▶ _Exercise brief_: Copy exactly the lines of the material below that run from the one containing "- write and" through the one containing "line supersedes it.". Copy no other lines.
**** Input data ****
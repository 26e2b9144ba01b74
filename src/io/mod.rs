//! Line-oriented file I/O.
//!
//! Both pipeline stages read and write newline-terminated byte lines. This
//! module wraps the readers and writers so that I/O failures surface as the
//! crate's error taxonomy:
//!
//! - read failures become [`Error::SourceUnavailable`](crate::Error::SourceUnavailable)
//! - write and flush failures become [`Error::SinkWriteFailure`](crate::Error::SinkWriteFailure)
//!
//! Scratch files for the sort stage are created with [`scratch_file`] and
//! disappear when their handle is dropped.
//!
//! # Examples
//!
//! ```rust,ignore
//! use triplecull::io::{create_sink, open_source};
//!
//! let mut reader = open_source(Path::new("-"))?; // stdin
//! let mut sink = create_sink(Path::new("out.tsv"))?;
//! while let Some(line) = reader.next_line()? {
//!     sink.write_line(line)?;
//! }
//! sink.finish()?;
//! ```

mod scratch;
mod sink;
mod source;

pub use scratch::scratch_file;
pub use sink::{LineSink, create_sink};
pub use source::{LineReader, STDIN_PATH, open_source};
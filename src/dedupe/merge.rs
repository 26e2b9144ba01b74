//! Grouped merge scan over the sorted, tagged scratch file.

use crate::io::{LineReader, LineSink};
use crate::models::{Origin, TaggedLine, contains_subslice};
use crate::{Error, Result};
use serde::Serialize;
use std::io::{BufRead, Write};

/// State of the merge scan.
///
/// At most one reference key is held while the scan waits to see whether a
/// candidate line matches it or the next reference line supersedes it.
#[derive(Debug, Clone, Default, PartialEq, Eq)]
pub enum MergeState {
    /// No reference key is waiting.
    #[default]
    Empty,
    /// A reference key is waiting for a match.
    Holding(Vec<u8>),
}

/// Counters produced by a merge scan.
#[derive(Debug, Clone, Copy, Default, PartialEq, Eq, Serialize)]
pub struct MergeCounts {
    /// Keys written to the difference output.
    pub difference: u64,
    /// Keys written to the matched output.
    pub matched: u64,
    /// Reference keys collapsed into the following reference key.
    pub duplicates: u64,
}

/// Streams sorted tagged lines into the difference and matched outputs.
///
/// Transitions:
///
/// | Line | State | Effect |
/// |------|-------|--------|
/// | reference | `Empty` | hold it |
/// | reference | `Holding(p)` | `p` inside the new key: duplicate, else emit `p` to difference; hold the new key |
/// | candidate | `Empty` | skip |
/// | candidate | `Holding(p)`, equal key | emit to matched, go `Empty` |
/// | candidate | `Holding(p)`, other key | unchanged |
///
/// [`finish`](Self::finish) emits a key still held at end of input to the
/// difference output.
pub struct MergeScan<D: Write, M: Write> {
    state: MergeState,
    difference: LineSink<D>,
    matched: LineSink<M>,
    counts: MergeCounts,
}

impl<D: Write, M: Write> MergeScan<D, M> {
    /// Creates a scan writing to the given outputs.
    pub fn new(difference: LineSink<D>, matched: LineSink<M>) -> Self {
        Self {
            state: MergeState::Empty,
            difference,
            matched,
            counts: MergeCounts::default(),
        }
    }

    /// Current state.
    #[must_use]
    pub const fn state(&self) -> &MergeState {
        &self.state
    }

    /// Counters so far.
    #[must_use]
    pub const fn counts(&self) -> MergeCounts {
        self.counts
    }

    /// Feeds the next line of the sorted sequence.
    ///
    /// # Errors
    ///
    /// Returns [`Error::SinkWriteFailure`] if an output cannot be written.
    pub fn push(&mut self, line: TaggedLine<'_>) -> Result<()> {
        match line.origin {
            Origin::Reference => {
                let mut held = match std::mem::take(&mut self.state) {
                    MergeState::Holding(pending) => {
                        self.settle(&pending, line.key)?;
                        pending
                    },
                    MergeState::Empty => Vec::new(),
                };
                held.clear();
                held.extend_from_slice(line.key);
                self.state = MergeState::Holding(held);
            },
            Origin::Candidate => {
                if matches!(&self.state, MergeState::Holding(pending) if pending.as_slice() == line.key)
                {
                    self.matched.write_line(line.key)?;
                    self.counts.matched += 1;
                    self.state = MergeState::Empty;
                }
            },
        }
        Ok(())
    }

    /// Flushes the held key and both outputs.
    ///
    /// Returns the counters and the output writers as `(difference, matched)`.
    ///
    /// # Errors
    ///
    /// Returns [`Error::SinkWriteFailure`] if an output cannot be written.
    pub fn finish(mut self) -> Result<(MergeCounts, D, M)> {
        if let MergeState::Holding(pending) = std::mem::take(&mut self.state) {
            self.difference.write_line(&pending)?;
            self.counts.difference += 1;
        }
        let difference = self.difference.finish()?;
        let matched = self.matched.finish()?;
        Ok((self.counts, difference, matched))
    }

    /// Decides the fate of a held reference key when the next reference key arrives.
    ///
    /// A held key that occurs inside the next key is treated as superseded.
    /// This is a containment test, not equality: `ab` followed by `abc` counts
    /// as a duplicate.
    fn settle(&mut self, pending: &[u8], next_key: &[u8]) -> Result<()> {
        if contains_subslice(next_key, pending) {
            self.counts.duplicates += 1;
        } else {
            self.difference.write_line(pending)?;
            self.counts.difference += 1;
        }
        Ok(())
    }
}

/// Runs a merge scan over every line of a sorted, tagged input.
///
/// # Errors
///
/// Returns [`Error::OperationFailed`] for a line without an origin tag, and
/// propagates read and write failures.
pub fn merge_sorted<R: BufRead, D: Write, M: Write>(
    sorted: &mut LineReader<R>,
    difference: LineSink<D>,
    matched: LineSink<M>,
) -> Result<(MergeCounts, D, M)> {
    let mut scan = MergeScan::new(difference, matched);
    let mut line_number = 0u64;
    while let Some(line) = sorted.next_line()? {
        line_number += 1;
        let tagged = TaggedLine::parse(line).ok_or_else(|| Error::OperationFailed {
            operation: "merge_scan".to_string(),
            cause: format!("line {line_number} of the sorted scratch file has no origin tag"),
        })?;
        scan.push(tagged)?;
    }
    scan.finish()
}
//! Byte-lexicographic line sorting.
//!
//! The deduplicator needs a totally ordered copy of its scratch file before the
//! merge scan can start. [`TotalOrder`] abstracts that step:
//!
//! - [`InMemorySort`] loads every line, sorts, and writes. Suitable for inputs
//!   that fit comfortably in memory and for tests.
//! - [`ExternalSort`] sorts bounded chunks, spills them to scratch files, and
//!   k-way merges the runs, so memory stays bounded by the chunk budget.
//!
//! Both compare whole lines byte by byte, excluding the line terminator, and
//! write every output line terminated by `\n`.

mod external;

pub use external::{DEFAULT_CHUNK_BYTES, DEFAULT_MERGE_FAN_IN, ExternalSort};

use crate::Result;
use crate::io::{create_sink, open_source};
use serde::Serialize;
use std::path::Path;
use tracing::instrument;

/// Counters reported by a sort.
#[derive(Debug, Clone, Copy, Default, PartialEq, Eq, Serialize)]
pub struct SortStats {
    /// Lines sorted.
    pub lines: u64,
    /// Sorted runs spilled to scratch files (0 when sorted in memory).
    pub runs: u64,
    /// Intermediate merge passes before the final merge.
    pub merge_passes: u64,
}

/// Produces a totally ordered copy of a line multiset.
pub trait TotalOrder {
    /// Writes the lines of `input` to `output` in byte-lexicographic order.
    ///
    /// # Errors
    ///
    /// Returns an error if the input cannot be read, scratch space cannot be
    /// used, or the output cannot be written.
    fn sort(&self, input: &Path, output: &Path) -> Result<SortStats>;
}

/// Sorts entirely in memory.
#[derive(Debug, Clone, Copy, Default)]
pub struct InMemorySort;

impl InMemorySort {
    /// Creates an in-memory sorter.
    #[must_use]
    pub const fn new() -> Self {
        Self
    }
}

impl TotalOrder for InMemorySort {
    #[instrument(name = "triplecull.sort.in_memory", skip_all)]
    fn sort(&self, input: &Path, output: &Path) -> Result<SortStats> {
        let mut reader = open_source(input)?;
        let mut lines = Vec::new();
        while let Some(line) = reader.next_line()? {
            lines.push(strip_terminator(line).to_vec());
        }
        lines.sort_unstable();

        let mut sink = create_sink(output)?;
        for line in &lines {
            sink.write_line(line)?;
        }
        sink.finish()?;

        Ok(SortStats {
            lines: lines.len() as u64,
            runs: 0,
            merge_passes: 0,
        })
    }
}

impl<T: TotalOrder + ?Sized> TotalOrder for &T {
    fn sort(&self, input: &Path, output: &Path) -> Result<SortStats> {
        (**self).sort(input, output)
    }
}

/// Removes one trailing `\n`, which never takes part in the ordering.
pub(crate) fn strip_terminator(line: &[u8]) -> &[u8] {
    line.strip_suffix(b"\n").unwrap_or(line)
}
****
▶ _Response area_:
//! - write and flush failures become [`Error::SinkWriteFailure`](crate::Error::SinkWriteFailure)
//!
//! Scratch files for the sort stage are created with [`scratch_file`] and
//! disappear when their handle is dropped.
//!
//! # Examples
//!
//! ```rust,ignore
//! use triplecull::io::{create_sink, open_source};
//!
//! let mut reader = open_source(Path::new("-"))?; // stdin
//! let mut sink = create_sink(Path::new("out.tsv"))?;
//! while let Some(line) = reader.next_line()? {
//!     sink.write_line(line)?;
//! }
//! sink.finish()?;
//! ```

mod scratch;
mod sink;
mod source;

pub use scratch::scratch_file;
pub use sink::{LineSink, create_sink};
pub use source::{LineReader, STDIN_PATH, open_source};
filename src/dedupe/merge.rs
repository 26e2b9144ba01b74
//! Grouped merge scan over the sorted, tagged scratch file.

use crate::io::{LineReader, LineSink};
use crate::models::{Origin, TaggedLine, contains_subslice};
use crate::{Error, Result};
use serde::Serialize;
use std::io::{BufRead, Write};

/// State of the merge scan.
///
/// At most one reference key is held while the scan waits to see whether a
/// candidate line matches it or the next reference line supersedes it.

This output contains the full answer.